Putting a premium on your life
Most bets are not legally enforceable, but bets against you living or dying when done in terms of a life assurance policy are enforceable. However, there is a caveat: anyone taking out a life assurance bet (contract) on your life must have what is called an insurable interest in your life … or they may also take out a contract to take your life as well!
And do not think this could not happen. Some years ago a couple of Sanlam financial advisers were acquitted on murder charges of having pushed over a cliff someone in whom they had no insurable interest, but to whom they had sold a policy in which they named themselves as beneficiaries. Despite their acquittal, Sanlam refused to pay the benefit to the advisers.
This tricky issue of insurable interest is addressed by the Ombudsman for Life Assurance, Judge Brian Galgut, in his latest annual report.
Effectively, he says, you and your life assurance company are taking a wager on when you will die, become disabled, contract a life-threatening disease or even lose your little toe.
If you do not die, after taking out a policy at age 20, until you are 101, you lose the bet, because you will have paid a lot more in premiums than the benefit that will be paid out. If, however, you take out the policy at age 20 and die the following year, you unfortunately win the bet.
But a lot of people can take out an assurance policy on your life and you may not even know about it. So others are taking the same bet, expecting they will benefit if and when you die.

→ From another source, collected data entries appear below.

//! Filter descriptors
//!
//! A [`FilterDescriptor`] is either a generic parametric band or a device
//! preset. Presets are reduced to a [`GenericFilter`] by
//! [`super::presets::map_preset`] before any coefficients are synthesized.

use serde::{Deserialize, Serialize};

use super::presets::DevicePreset;

/// Base slope of a single second-order pass section
pub const BASE_SLOPE_DB_PER_OCTAVE: f64 = 12.0;

/// Filter shape of a generic band
#[derive(Debug, Clone, Copy, PartialEq, Eq, Hash, Default, Serialize, Deserialize)]
#[serde(rename_all = "snake_case")]
pub enum FilterType {
    /// Bell curve boost/cut
    #[default]
    Peaking,
    /// Boost/cut below frequency
    LowShelf,
    /// Boost/cut above frequency
    HighShelf,
    /// Remove above frequency
    LowPass,
    /// Remove below frequency
    HighPass,
}

impl FilterType {
    /// Pass types ignore gain and may be cascaded for steeper slopes
    pub fn is_pass(self) -> bool {
        matches!(self, FilterType::LowPass | FilterType::HighPass)
    }

    pub fn is_shelf(self) -> bool {
        matches!(self, FilterType::LowShelf | FilterType::HighShelf)
    }

    /// Human-readable name
    pub fn name(self) -> &'static str {
        match self {
            FilterType::Peaking => "Peaking",
            FilterType::LowShelf => "Low Shelf",
            FilterType::HighShelf => "High Shelf",
            FilterType::LowPass => "Low Pass",
            FilterType::HighPass => "High Pass",
        }
    }
}

/// The three-parameter filter every descriptor reduces to
#[derive(Debug, Clone, Copy, PartialEq, Serialize, Deserialize)]
pub struct GenericFilter {
    pub filter_type: FilterType,
    /// Center/corner frequency in Hz
    pub frequency: f64,
    /// Gain in dB (ignored by pass types)
    pub gain_db: f64,
    /// Q factor (ignored by shelves, which use `shelf_slope`)
    pub q: f64,
    /// Shelf slope S; `None` means the gentle default of 1
    #[serde(default, skip_serializing_if = "Option::is_none")]
    pub shelf_slope: Option<f64>,
}

impl GenericFilter {
    pub fn new(filter_type: FilterType, frequency: f64, gain_db: f64, q: f64) -> Self {
        Self {
            filter_type,
            frequency,
            gain_db,
            q,
            shelf_slope: None,
        }
    }
}

/// A user-editable parametric band
#[derive(Debug, Clone, PartialEq, Serialize, Deserialize)]
pub struct ParametricFilter {
    pub filter_type: FilterType,
    /// Center/corner frequency in Hz
    pub frequency: f64,
    /// Gain in dB
    #[serde(default)]
    pub gain_db: f64,
    /// Q factor / bandwidth
    #[serde(default = "default_q")]
    pub q: f64,
    /// Roll-off of pass types: 12, 24 or 48 dB/octave
    #[serde(default = "default_slope")]
    pub slope_db_per_octave: f64,
    /// Explicit shelf slope S for shelving types
    #[serde(default, skip_serializing_if = "Option::is_none")]
    pub shelf_slope: Option<f64>,
    /// Whether this band is enabled
    #[serde(default = "default_enabled")]
    pub enabled: bool,
}

fn default_q() -> f64 {
    std::f64::consts::FRAC_1_SQRT_2
}

fn default_slope() -> f64 {
    BASE_SLOPE_DB_PER_OCTAVE
}

pub(crate) fn default_enabled() -> bool {
    true
}

impl Default for ParametricFilter {
    fn default() -> Self {
        Self {
            filter_type: FilterType::Peaking,
            frequency: 1000.0,
            gain_db: 0.0,
            q: 1.0,
            slope_db_per_octave: BASE_SLOPE_DB_PER_OCTAVE,
            shelf_slope: None,
            enabled: true,
        }
    }
}

impl ParametricFilter {
    /// Create a new band with the specified parameters
    pub fn new(filter_type: FilterType, frequency: f64, gain_db: f64, q: f64) -> Self {
        Self {
            filter_type,
            frequency,
            gain_db,
            q,
            ..Default::default()
        }
    }

    /// Create a peaking band
    pub fn peaking(frequency: f64, gain_db: f64, q: f64) -> Self {
        Self::new(FilterType::Peaking, frequency, gain_db, q)
    }

    /// Create a low shelf band
    pub fn low_shelf(frequency: f64, gain_db: f64) -> Self {
        Self::new(FilterType::LowShelf, frequency, gain_db, default_q())
    }

    /// Create a high shelf band
    pub fn high_shelf(frequency: f64, gain_db: f64) -> Self {
        Self::new(FilterType::HighShelf, frequency, gain_db, default_q())
    }

    /// Create a low-pass band
    pub fn low_pass(frequency: f64, q: f64) -> Self {
        Self::new(FilterType::LowPass, frequency, 0.0, q)
    }

    /// Create a high-pass band
    pub fn high_pass(frequency: f64, q: f64) -> Self {
        Self::new(FilterType::HighPass, frequency, 0.0, q)
    }

    pub fn with_slope(mut self, slope_db_per_octave: f64) -> Self {
        self.slope_db_per_octave = slope_db_per_octave;
        self
    }

    pub fn with_shelf_slope(mut self, shelf_slope: f64) -> Self {
        self.shelf_slope = Some(shelf_slope);
        self
    }

    pub fn disabled(mut self) -> Self {
        self.enabled = false;
        self
    }

    /// Number of identical second-order sections this band expands into
    ///
    /// Only pass types cascade; `round(slope / 12)`, at least 1.
    pub fn section_count(&self) -> usize {
        if !self.filter_type.is_pass() {
            return 1;
        }
        let sections = (self.slope_db_per_octave / BASE_SLOPE_DB_PER_OCTAVE).round();
        if sections.is_finite() && sections >= 1.0 {
            sections as usize
        } else {
            1
        }
    }

    pub fn to_generic(&self) -> GenericFilter {
        GenericFilter {
            filter_type: self.filter_type,
            frequency: self.frequency,
            gain_db: self.gain_db,
            q: self.q,
            shelf_slope: self.shelf_slope.filter(|_| self.filter_type.is_shelf()),
        }
    }
}

/// Any filter a caller can place in an EQ
#[derive(Debug, Clone, PartialEq, Serialize, Deserialize)]
#[serde(rename_all = "snake_case")]
pub enum FilterDescriptor {
    Parametric(ParametricFilter),
    Preset(DevicePreset),
}

impl FilterDescriptor {
    pub fn is_enabled(&self) -> bool {
        match self {
            FilterDescriptor::Parametric(band) => band.enabled,
            FilterDescriptor::Preset(preset) => preset.enabled,
        }
    }

    /// Sections contributed when applied as part of an EQ
    pub fn section_count(&self) -> usize {
        match self {
            FilterDescriptor::Parametric(band) => band.section_count(),
            FilterDescriptor::Preset(_) => 1,
        }
    }
}

impl From<ParametricFilter> for FilterDescriptor {
    fn from(band: ParametricFilter) -> Self {
        FilterDescriptor::Parametric(band)
    }
}

impl From<DevicePreset> for FilterDescriptor {
    fn from(preset: DevicePreset) -> Self {
        FilterDescriptor::Preset(preset)
    }
}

For this reason, the people who take the wager must have an insurable interest in you; namely, they must stand to lose financially if you die or are disabled.
Judge Galgut says that “both the purpose and the basis of a true contract of insurance is the protection of a genuine insurable interest.
“Should it be found that a purported contract of insurance is not intended to safeguard an insurable interest but is simply payable on the occurrence of an uncertain event, it will not be assurance proper but a wager.”
In such a case, a life assurance company must reject the claim – as Sanlam did with its financial advisers.
Galgut says there is no legislation that defines an insurable interest, but he says whether an insurable interest exists in a given case is usually clear enough.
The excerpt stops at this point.